> _EXERCISE OBJECTIVE_
Gather all lines in the data that hold the string "only".

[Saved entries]
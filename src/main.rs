//! jsdocgen — generate a single HTML documentation report from JSDoc-style
//! comments in JavaScript sources and from JSON metadata files.
//!
//! Inputs come from an explicit file list (glob patterns supported) or a
//! directory scan; the report is written as `<project-name>.html` and,
//! best-effort, converted to PDF with wkhtmltopdf.

mod model;
mod parser;
mod render;

use anyhow::{bail, Context, Result};
use clap::Parser;
use std::fs;
use std::path::{Path, PathBuf};
use std::process::Command;
use walkdir::WalkDir;

#[derive(Parser)]
#[command(
    name = "jsdocgen",
    about = "Generate an HTML documentation report from JSDoc-style comments"
)]
struct Cli {
    /// Project name, used for the report title and the output file name
    #[arg(short = 'n', long)]
    project_name: String,

    /// Directory to scan for input files
    #[arg(short = 'd', long, conflicts_with = "files")]
    folder: Option<PathBuf>,

    /// Scan the folder recursively
    #[arg(short = 'r', long, requires = "folder")]
    recursive: bool,

    /// Explicit input files (glob patterns supported)
    #[arg(short = 'f', long, num_args = 1..)]
    files: Vec<String>,

    /// Also process .json metadata files
    #[arg(long)]
    include_json: bool,

    /// Output directory
    #[arg(short = 'o', long, default_value = ".")]
    output: PathBuf,

    /// Skip the PDF export step
    #[arg(long)]
    no_pdf: bool,
}

fn main() -> Result<()> {
    let cli = Cli::parse();
    let inputs = collect_files(&cli)?;

    // One pass, input order preserved; every file is read whole before
    // parsing begins.
    let mut docs = Vec::with_capacity(inputs.len());
    for path in &inputs {
        let content = fs::read_to_string(path)
            .with_context(|| format!("failed to read {}", path.display()))?;
        docs.push(parser::parse_file(path, &content)?);
    }

    fs::create_dir_all(&cli.output).with_context(|| {
        format!(
            "failed to create output directory: {}",
            cli.output.display()
        )
    })?;

    let html = render::render_document(&cli.project_name, &docs);
    let html_path = cli.output.join(format!("{}.html", cli.project_name));
    fs::write(&html_path, &html)
        .with_context(|| format!("failed to write {}", html_path.display()))?;

    if !cli.no_pdf {
        export_pdf(&html_path, &cli.output.join("documentation.pdf"));
    }

    Ok(())
}

// -- File collection ----------------------------------------------------------

fn collect_files(cli: &Cli) -> Result<Vec<PathBuf>> {
    if let Some(ref folder) = cli.folder {
        return scan_folder(folder, cli.recursive, cli.include_json);
    }
    if cli.files.is_empty() {
        bail!("either --folder or --files is required");
    }
    expand_files(&cli.files, cli.include_json)
}

/// Scan a directory for input files, sorted for deterministic output.
fn scan_folder(folder: &Path, recursive: bool, include_json: bool) -> Result<Vec<PathBuf>> {
    if !folder.is_dir() {
        bail!("not a directory: {}", folder.display());
    }
    let max_depth = if recursive { usize::MAX } else { 1 };

    let mut files = Vec::new();
    for entry in WalkDir::new(folder).max_depth(max_depth) {
        let entry =
            entry.with_context(|| format!("failed to read directory: {}", folder.display()))?;
        if entry.file_type().is_file() && recognized(entry.path(), include_json) {
            files.push(entry.into_path());
        }
    }
    files.sort();
    Ok(files)
}

/// Expand an explicit file list. The given order is preserved; glob
/// patterns expand sorted in place. A pattern matching nothing is fatal.
fn expand_files(patterns: &[String], include_json: bool) -> Result<Vec<PathBuf>> {
    let mut files = Vec::new();
    for pattern in patterns {
        let path = Path::new(pattern);
        if path.is_file() {
            if recognized(path, include_json) {
                files.push(path.to_path_buf());
            }
            continue;
        }
        let mut matches: Vec<PathBuf> = glob::glob(pattern)
            .with_context(|| format!("invalid glob pattern: {pattern}"))?
            .filter_map(|r| r.ok())
            .filter(|p| p.is_file() && recognized(p, include_json))
            .collect();
        if matches.is_empty() {
            bail!("no such file: {pattern}");
        }
        matches.sort();
        files.append(&mut matches);
    }
    Ok(files)
}

/// Input extensions. `.json` only counts when metadata files were asked for.
fn recognized(path: &Path, include_json: bool) -> bool {
    match path.extension().and_then(|e| e.to_str()) {
        Some("js") => true,
        Some("json") => include_json,
        _ => false,
    }
}

// -- PDF export ---------------------------------------------------------------

/// Convert the HTML report to PDF with wkhtmltopdf. The report itself is
/// complete without it, so failures only warn.
fn export_pdf(html_path: &Path, pdf_path: &Path) {
    match Command::new("wkhtmltopdf")
        .arg(html_path)
        .arg(pdf_path)
        .output()
    {
        Ok(output) if output.status.success() => {}
        Ok(output) => eprintln!("warning: wkhtmltopdf exited with {}", output.status),
        Err(e) => eprintln!("warning: pdf export skipped: {e}"),
    }
}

> _RESPONSE TO THE TASK_
/// Input extensions. `.json` only counts when metadata files were asked for.
/// complete without it, so failures only warn.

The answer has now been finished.